> What the task requires
Would you output all the data exactly as it stands?

> Dataset records
****************************************

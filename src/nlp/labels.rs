//! Class-id → label mapping parsed from a model's `config.json`.
//!
//! Transformer config files carry the table as string-keyed JSON:
//!
//! ```json
//! { "id2label": { "0": "O", "1": "B-PER", "2": "I-PER" } }
//! ```
//!
//! The map must be contiguous from 0 — a gap means the config does not
//! match the exported model head, which would silently mislabel every
//! prediction after the gap.

use thiserror::Error;

// ---------------------------------------------------------------------------
// LabelMapError
// ---------------------------------------------------------------------------

/// Errors raised while parsing `id2label` from a model config.
#[derive(Debug, Error)]
pub enum LabelMapError {
    #[error("config.json is not valid JSON: {0}")]
    Json(String),

    #[error("config.json has no id2label table")]
    MissingTable,

    #[error("id2label key {0:?} is not a class index")]
    BadKey(String),

    #[error("id2label value for {0} is not a string")]
    BadValue(usize),

    #[error("id2label is missing class index {0}")]
    MissingId(usize),

    #[error("id2label table is empty")]
    Empty,
}

// ---------------------------------------------------------------------------
// LabelMap
// ---------------------------------------------------------------------------

/// Dense class-id → label lookup for one model head.
#[derive(Debug, Clone)]
pub struct LabelMap {
    labels: Vec<String>,
}

impl LabelMap {
    /// Parse the `id2label` table out of raw `config.json` bytes.
    pub fn from_config_json(bytes: &[u8]) -> Result<Self, LabelMapError> {
        let json: serde_json::Value =
            serde_json::from_slice(bytes).map_err(|e| LabelMapError::Json(e.to_string()))?;

        let table = json["id2label"]
            .as_object()
            .ok_or(LabelMapError::MissingTable)?;

        if table.is_empty() {
            return Err(LabelMapError::Empty);
        }

        let mut entries: Vec<(usize, String)> = Vec::with_capacity(table.len());
        for (key, value) in table {
            let id: usize = key
                .parse()
                .map_err(|_| LabelMapError::BadKey(key.clone()))?;
            let label = value
                .as_str()
                .ok_or(LabelMapError::BadValue(id))?
                .to_string();
            entries.push((id, label));
        }

        entries.sort_by_key(|(id, _)| *id);

        let mut labels = Vec::with_capacity(entries.len());
        for (expected, (id, label)) in entries.into_iter().enumerate() {
            if id != expected {
                return Err(LabelMapError::MissingId(expected));
            }
            labels.push(label);
        }

        Ok(Self { labels })
    }

    /// Label for a predicted class index, or `None` when the model emits an
    /// index outside the table.
    pub fn get(&self, id: usize) -> Option<&str> {
        self.labels.get(id).map(String::as_str)
    }

    /// Number of classes in the model head.
    pub fn len(&self) -> usize {
        self.labels.len()
    }

    pub fn is_empty(&self) -> bool {
        self.labels.is_empty()
    }
}

// ---------------------------------------------------------------------------
// Tests
// ---------------------------------------------------------------------------

#[cfg(test)]
mod tests {
    use super::*;

    fn config(id2label: serde_json::Value) -> Vec<u8> {
        serde_json::json!({ "model_type": "bert", "id2label": id2label })
            .to_string()
            .into_bytes()
    }

    #[test]
    fn parses_contiguous_table() {
        let bytes = config(serde_json::json!({ "0": "O", "1": "B-PER", "2": "I-PER" }));
        let map = LabelMap::from_config_json(&bytes).expect("parse");

        assert_eq!(map.len(), 3);
        assert_eq!(map.get(0), Some("O"));
        assert_eq!(map.get(2), Some("I-PER"));
        assert_eq!(map.get(3), None);
    }

    /// Key order in the JSON must not matter.
    #[test]
    fn parses_unordered_keys() {
        let bytes = config(serde_json::json!({ "2": "JJ", "0": "NN", "1": "VB" }));
        let map = LabelMap::from_config_json(&bytes).expect("parse");

        assert_eq!(map.get(0), Some("NN"));
        assert_eq!(map.get(1), Some("VB"));
        assert_eq!(map.get(2), Some("JJ"));
    }

    #[test]
    fn gap_in_ids_is_rejected() {
        let bytes = config(serde_json::json!({ "0": "O", "2": "B-PER" }));
        let err = LabelMap::from_config_json(&bytes).unwrap_err();
        assert!(matches!(err, LabelMapError::MissingId(1)));
    }

    #[test]
    fn missing_table_is_rejected() {
        let bytes = serde_json::json!({ "model_type": "bert" }).to_string().into_bytes();
        let err = LabelMap::from_config_json(&bytes).unwrap_err();
        assert!(matches!(err, LabelMapError::MissingTable));
    }

    #[test]
    fn non_numeric_key_is_rejected() {
        let bytes = config(serde_json::json!({ "zero": "O" }));
        let err = LabelMap::from_config_json(&bytes).unwrap_err();
        assert!(matches!(err, LabelMapError::BadKey(_)));
    }

    #[test]
    fn garbage_bytes_are_rejected() {
        let err = LabelMap::from_config_json(b"not json").unwrap_err();
        assert!(matches!(err, LabelMapError::Json(_)));
    }
}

****************************************

> Response to this task
filename src/nlp/labels.rs
//! Class-id → label mapping parsed from a model's `config.json`.
//!
//! Transformer config files carry the table as string-keyed JSON:
//!
//! ```json
//! { "id2label": { "0": "O", "1": "B-PER", "2": "I-PER" } }
//! ```
//!
//! The map must be contiguous from 0 — a gap means the config does not
//! match the exported model head, which would silently mislabel every
//! prediction after the gap.

use thiserror::Error;

// ---------------------------------------------------------------------------
// LabelMapError
// ---------------------------------------------------------------------------

/// Errors raised while parsing `id2label` from a model config.
#[derive(Debug, Error)]
pub enum LabelMapError {
    #[error("config.json is not valid JSON: {0}")]
    Json(String),

    #[error("config.json has no id2label table")]
    MissingTable,

    #[error("id2label key {0:?} is not a class index")]
    BadKey(String),

    #[error("id2label value for {0} is not a string")]
    BadValue(usize),

    #[error("id2label is missing class index {0}")]
    MissingId(usize),

    #[error("id2label table is empty")]
    Empty,
}

// ---------------------------------------------------------------------------
// LabelMap
// ---------------------------------------------------------------------------

/// Dense class-id → label lookup for one model head.
#[derive(Debug, Clone)]
pub struct LabelMap {
    labels: Vec<String>,
}

impl LabelMap {
    /// Parse the `id2label` table out of raw `config.json` bytes.
    pub fn from_config_json(bytes: &[u8]) -> Result<Self, LabelMapError> {
        let json: serde_json::Value =
            serde_json::from_slice(bytes).map_err(|e| LabelMapError::Json(e.to_string()))?;

        let table = json["id2label"]
            .as_object()
            .ok_or(LabelMapError::MissingTable)?;

        if table.is_empty() {
            return Err(LabelMapError::Empty);
        }

        let mut entries: Vec<(usize, String)> = Vec::with_capacity(table.len());
        for (key, value) in table {
            let id: usize = key
                .parse()
                .map_err(|_| LabelMapError::BadKey(key.clone()))?;
            let label = value
                .as_str()
                .ok_or(LabelMapError::BadValue(id))?
                .to_string();
            entries.push((id, label));
        }

        entries.sort_by_key(|(id, _)| *id);

        let mut labels = Vec::with_capacity(entries.len());
        for (expected, (id, label)) in entries.into_iter().enumerate() {
            if id != expected {
                return Err(LabelMapError::MissingId(expected));
            }
            labels.push(label);
        }

        Ok(Self { labels })
    }

    /// Label for a predicted class index, or `None` when the model emits an
    /// index outside the table.
    pub fn get(&self, id: usize) -> Option<&str> {
        self.labels.get(id).map(String::as_str)
    }

    /// Number of classes in the model head.
    pub fn len(&self) -> usize {
        self.labels.len()
    }

    pub fn is_empty(&self) -> bool {
        self.labels.is_empty()
    }
}

// ---------------------------------------------------------------------------
// Tests
// ---------------------------------------------------------------------------

#[cfg(test)]
mod tests {
    use super::*;

    fn config(id2label: serde_json::Value) -> Vec<u8> {
        serde_json::json!({ "model_type": "bert", "id2label": id2label })
            .to_string()
            .into_bytes()
    }

    #[test]
    fn parses_contiguous_table() {
        let bytes = config(serde_json::json!({ "0": "O", "1": "B-PER", "2": "I-PER" }));
        let map = LabelMap::from_config_json(&bytes).expect("parse");

        assert_eq!(map.len(), 3);
        assert_eq!(map.get(0), Some("O"));
        assert_eq!(map.get(2), Some("I-PER"));
        assert_eq!(map.get(3), None);
    }

    /// Key order in the JSON must not matter.
    #[test]
    fn parses_unordered_keys() {
        let bytes = config(serde_json::json!({ "2": "JJ", "0": "NN", "1": "VB" }));
        let map = LabelMap::from_config_json(&bytes).expect("parse");

        assert_eq!(map.get(0), Some("NN"));
        assert_eq!(map.get(1), Some("VB"));
        assert_eq!(map.get(2), Some("JJ"));
    }

    #[test]
    fn gap_in_ids_is_rejected() {
        let bytes = config(serde_json::json!({ "0": "O", "2": "B-PER" }));
        let err = LabelMap::from_config_json(&bytes).unwrap_err();
        assert!(matches!(err, LabelMapError::MissingId(1)));
    }

    #[test]
    fn missing_table_is_rejected() {
        let bytes = serde_json::json!({ "model_type": "bert" }).to_string().into_bytes();
        let err = LabelMap::from_config_json(&bytes).unwrap_err();
        assert!(matches!(err, LabelMapError::MissingTable));
    }

    #[test]
    fn non_numeric_key_is_rejected() {
        let bytes = config(serde_json::json!({ "zero": "O" }));
        let err = LabelMap::from_config_json(&bytes).unwrap_err();
        assert!(matches!(err, LabelMapError::BadKey(_)));
    }

    #[test]
    fn garbage_bytes_are_rejected() {
        let err = LabelMap::from_config_json(b"not json").unwrap_err();
        assert!(matches!(err, LabelMapError::Json(_)));
    }
}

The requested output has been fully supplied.